• Exercise brief:
Go through the data below and work out how many lines contain "requests"; the answer is the number alone.

** Records for this task follows **

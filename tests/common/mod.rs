//! 集成测试公共设施
//!
//! 存储跑在单连接的内存 SQLite 上（池连接数必须是 1，
//! 否则每个池连接各自拿到一个独立的空库）。

#![allow(dead_code)]

use migration::{Migrator, MigratorTrait};
use rust_assessment_engine::entity::{attempts, responses};
use rust_assessment_engine::models::assessments::requests::{
    CreateAssessmentRequest, UpdateAssessmentRequest,
};
use rust_assessment_engine::models::questions::entities::QuestionType;
use rust_assessment_engine::models::questions::requests::{
    CreateQuestionRequest, OptionSpec, UpdateQuestionRequest,
};
use rust_assessment_engine::storage::sea_orm_storage::SeaOrmStorage;
use sea_orm::{ActiveModelTrait, ConnectOptions, Database, DatabaseConnection, Set};

pub const SCHOOL: i64 = 1;
pub const OTHER_SCHOOL: i64 = 2;
pub const TEACHER: i64 = 10;

pub async fn setup() -> (SeaOrmStorage, DatabaseConnection) {
    let mut opt = ConnectOptions::new("sqlite::memory:");
    opt.max_connections(1).min_connections(1).sqlx_logging(false);
    let db = Database::connect(opt)
        .await
        .expect("connect in-memory sqlite");
    Migrator::up(&db, None).await.expect("run migrations");
    (SeaOrmStorage::from_connection(db.clone()), db)
}

pub fn assessment_req(title: &str) -> CreateAssessmentRequest {
    CreateAssessmentRequest {
        subject_id: 100,
        topic_id: None,
        title: title.to_string(),
        description: None,
        instructions: None,
        assessment_type: None,
        grading_mode: None,
        starts_at: None,
        ends_at: None,
        attempt_limit: None,
        passing_score: Some(60.0),
        shuffle_questions: None,
        show_correct_answers: None,
    }
}

pub fn question_req(text: &str, question_type: QuestionType, points: f64) -> CreateQuestionRequest {
    CreateQuestionRequest {
        text: text.to_string(),
        question_type,
        sort_order: None,
        points,
        required: None,
        time_limit: None,
        image_url: None,
        image_key: None,
        hint: None,
        explanation: None,
        difficulty: None,
        min_length: None,
        max_length: None,
        min_value: None,
        max_value: None,
        options: None,
        correct_answers: None,
    }
}

pub fn empty_question_update() -> UpdateQuestionRequest {
    UpdateQuestionRequest {
        text: None,
        question_type: None,
        sort_order: None,
        points: None,
        required: None,
        time_limit: None,
        image_url: None,
        image_key: None,
        hint: None,
        explanation: None,
        difficulty: None,
        min_length: None,
        max_length: None,
        min_value: None,
        max_value: None,
        options: None,
        correct_answers: None,
    }
}

pub fn empty_assessment_update() -> UpdateAssessmentRequest {
    UpdateAssessmentRequest {
        topic_id: None,
        title: None,
        description: None,
        instructions: None,
        assessment_type: None,
        grading_mode: None,
        status: None,
        starts_at: None,
        ends_at: None,
        attempt_limit: None,
        passing_score: None,
        shuffle_questions: None,
        show_correct_answers: None,
    }
}

pub fn option_spec(text: &str, is_correct: bool) -> OptionSpec {
    OptionSpec {
        id: None,
        text: text.to_string(),
        sort_order: None,
        is_correct: Some(is_correct),
        image_url: None,
        image_key: None,
    }
}

#[allow(clippy::too_many_arguments)]
pub async fn seed_attempt(
    db: &DatabaseConnection,
    assessment_id: i64,
    participant_id: i64,
    attempt_number: i32,
    status: &str,
    score: Option<f64>,
    percentage: Option<f64>,
    passed: Option<bool>,
    submitted_at: Option<i64>,
    time_spent: Option<i64>,
) -> i64 {
    attempts::ActiveModel {
        assessment_id: Set(assessment_id),
        participant_id: Set(participant_id),
        attempt_number: Set(attempt_number),
        status: Set(status.to_string()),
        score: Set(score),
        percentage: Set(percentage),
        passed: Set(passed),
        started_at: Set(submitted_at.unwrap_or(1_700_000_000) - time_spent.unwrap_or(0)),
        submitted_at: Set(submitted_at),
        time_spent: Set(time_spent),
        ..Default::default()
    }
    .insert(db)
    .await
    .expect("seed attempt")
    .id
}

pub async fn seed_response(db: &DatabaseConnection, attempt_id: i64, question_id: i64) -> i64 {
    responses::ActiveModel {
        attempt_id: Set(attempt_id),
        question_id: Set(question_id),
        answer: Set(Some("A".to_string())),
        score: Set(None),
        is_correct: Set(None),
        created_at: Set(1_700_000_000),
        ..Default::default()
    }
    .insert(db)
    .await
    .expect("seed response")
    .id
}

** End of Records for this task **

• Problem solution:
2